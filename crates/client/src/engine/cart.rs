use fashion_store_core::{Cart, Color, LineId, Product, ProductId, Size, Totals};
use rust_decimal::Decimal;
use tracing::{debug, instrument};

use super::Tracked;
use crate::error::StoreError;
use crate::session::Session;
use crate::store::CartLineRequest;

/// Cart operations for whoever is currently signed in (or the guest).
pub struct CartEngine {
    tracked: Tracked<Cart>,
}

impl CartEngine {
    #[must_use]
    pub fn new(session: Session) -> Self {
        Self {
            tracked: Tracked::new(session),
        }
    }

    /// The current cart. An absent cart is empty; an unreachable store
    /// yields the last cart seen for this identity.
    ///
    /// # Errors
    ///
    /// `Unauthorized` if the server rejects the session.
    #[instrument(skip(self))]
    pub async fn get_cart(&self) -> Result<Cart, StoreError> {
        self.tracked
            .read("cart", |stores| async move { stores.cart.load().await })
            .await
    }

    /// Add `quantity` of a product variant, merging into an existing line
    /// for the same product, size and colour name.
    ///
    /// `hint` is previously fetched product detail; guests store it instead
    /// of resolving the product again.
    ///
    /// # Errors
    ///
    /// `Validation` for a zero quantity, missing size or colour, or a
    /// variant the product does not offer. `NotFound` for an unknown or
    /// inactive product.
    #[instrument(skip(self, color, hint), fields(color = %color.name))]
    pub async fn add_item(
        &self,
        product_id: ProductId,
        quantity: u32,
        size: Size,
        color: Color,
        hint: Option<Product>,
    ) -> Result<Cart, StoreError> {
        let request = CartLineRequest {
            product_id,
            quantity,
            size,
            color,
            hint,
        };
        request.validate()?;
        self.tracked
            .write(|stores| async move { stores.cart.add(request).await })
            .await
    }

    /// Set a line's quantity. Zero or less removes the line.
    ///
    /// # Errors
    ///
    /// `NotFound` if the line is not in the cart.
    #[instrument(skip(self))]
    pub async fn update_item_quantity(&self, item: LineId, quantity: i64) -> Result<Cart, StoreError> {
        self.tracked
            .write(|stores| async move { stores.cart.update_quantity(item, quantity).await })
            .await
    }

    /// Remove a line. Removing a line that is not there is a no-op.
    ///
    /// # Errors
    ///
    /// Any store failure other than the line being absent.
    #[instrument(skip(self))]
    pub async fn remove_item(&self, item: LineId) -> Result<Cart, StoreError> {
        match self
            .tracked
            .write(|stores| async move { stores.cart.remove(item).await })
            .await
        {
            Err(StoreError::NotFound(_)) => {
                debug!(item_id = %item, "Cart line already gone");
                self.get_cart().await
            }
            other => other,
        }
    }

    /// # Errors
    ///
    /// Any store failure.
    #[instrument(skip(self))]
    pub async fn clear(&self) -> Result<Cart, StoreError> {
        self.tracked
            .write(|stores| async move { stores.cart.clear().await })
            .await
    }

    /// Sum of quantities in the last cart seen.
    pub async fn item_count(&self) -> u64 {
        self.tracked.peek().await.item_count()
    }

    /// Subtotal of the resolved lines in the last cart seen.
    pub async fn subtotal(&self) -> Decimal {
        self.tracked.peek().await.subtotal()
    }

    pub async fn totals(&self) -> Totals {
        self.tracked.peek().await.totals()
    }

    /// Forget the snapshot after the server emptied the cart (checkout).
    pub(crate) async fn mark_cleared(&self) {
        self.tracked.reset(Cart::default()).await;
    }
}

####

§ About this exercise
Every line above must appear again in your reply, exactly as written.

§ Problem solution
filename crates/client/src/engine/cart.rs
use fashion_store_core::{Cart, Color, LineId, Product, ProductId, Size, Totals};
use rust_decimal::Decimal;
use tracing::{debug, instrument};

use super::Tracked;
use crate::error::StoreError;
use crate::session::Session;
use crate::store::CartLineRequest;

/// Cart operations for whoever is currently signed in (or the guest).
pub struct CartEngine {
    tracked: Tracked<Cart>,
}

impl CartEngine {
    #[must_use]
    pub fn new(session: Session) -> Self {
        Self {
            tracked: Tracked::new(session),
        }
    }

    /// The current cart. An absent cart is empty; an unreachable store
    /// yields the last cart seen for this identity.
    ///
    /// # Errors
    ///
    /// `Unauthorized` if the server rejects the session.
    #[instrument(skip(self))]
    pub async fn get_cart(&self) -> Result<Cart, StoreError> {
        self.tracked
            .read("cart", |stores| async move { stores.cart.load().await })
            .await
    }

    /// Add `quantity` of a product variant, merging into an existing line
    /// for the same product, size and colour name.
    ///
    /// `hint` is previously fetched product detail; guests store it instead
    /// of resolving the product again.
    ///
    /// # Errors
    ///
    /// `Validation` for a zero quantity, missing size or colour, or a
    /// variant the product does not offer. `NotFound` for an unknown or
    /// inactive product.
    #[instrument(skip(self, color, hint), fields(color = %color.name))]
    pub async fn add_item(
        &self,
        product_id: ProductId,
        quantity: u32,
        size: Size,
        color: Color,
        hint: Option<Product>,
    ) -> Result<Cart, StoreError> {
        let request = CartLineRequest {
            product_id,
            quantity,
            size,
            color,
            hint,
        };
        request.validate()?;
        self.tracked
            .write(|stores| async move { stores.cart.add(request).await })
            .await
    }

    /// Set a line's quantity. Zero or less removes the line.
    ///
    /// # Errors
    ///
    /// `NotFound` if the line is not in the cart.
    #[instrument(skip(self))]
    pub async fn update_item_quantity(&self, item: LineId, quantity: i64) -> Result<Cart, StoreError> {
        self.tracked
            .write(|stores| async move { stores.cart.update_quantity(item, quantity).await })
            .await
    }

    /// Remove a line. Removing a line that is not there is a no-op.
    ///
    /// # Errors
    ///
    /// Any store failure other than the line being absent.
    #[instrument(skip(self))]
    pub async fn remove_item(&self, item: LineId) -> Result<Cart, StoreError> {
        match self
            .tracked
            .write(|stores| async move { stores.cart.remove(item).await })
            .await
        {
            Err(StoreError::NotFound(_)) => {
                debug!(item_id = %item, "Cart line already gone");
                self.get_cart().await
            }
            other => other,
        }
    }

    /// # Errors
    ///
    /// Any store failure.
    #[instrument(skip(self))]
    pub async fn clear(&self) -> Result<Cart, StoreError> {
        self.tracked
            .write(|stores| async move { stores.cart.clear().await })
            .await
    }

    /// Sum of quantities in the last cart seen.
    pub async fn item_count(&self) -> u64 {
        self.tracked.peek().await.item_count()
    }

    /// Subtotal of the resolved lines in the last cart seen.
    pub async fn subtotal(&self) -> Decimal {
        self.tracked.peek().await.subtotal()
    }

    pub async fn totals(&self) -> Totals {
        self.tracked.peek().await.totals()
    }

    /// Forget the snapshot after the server emptied the cart (checkout).
    pub(crate) async fn mark_cleared(&self) {
        self.tracked.reset(Cart::default()).await;
    }
}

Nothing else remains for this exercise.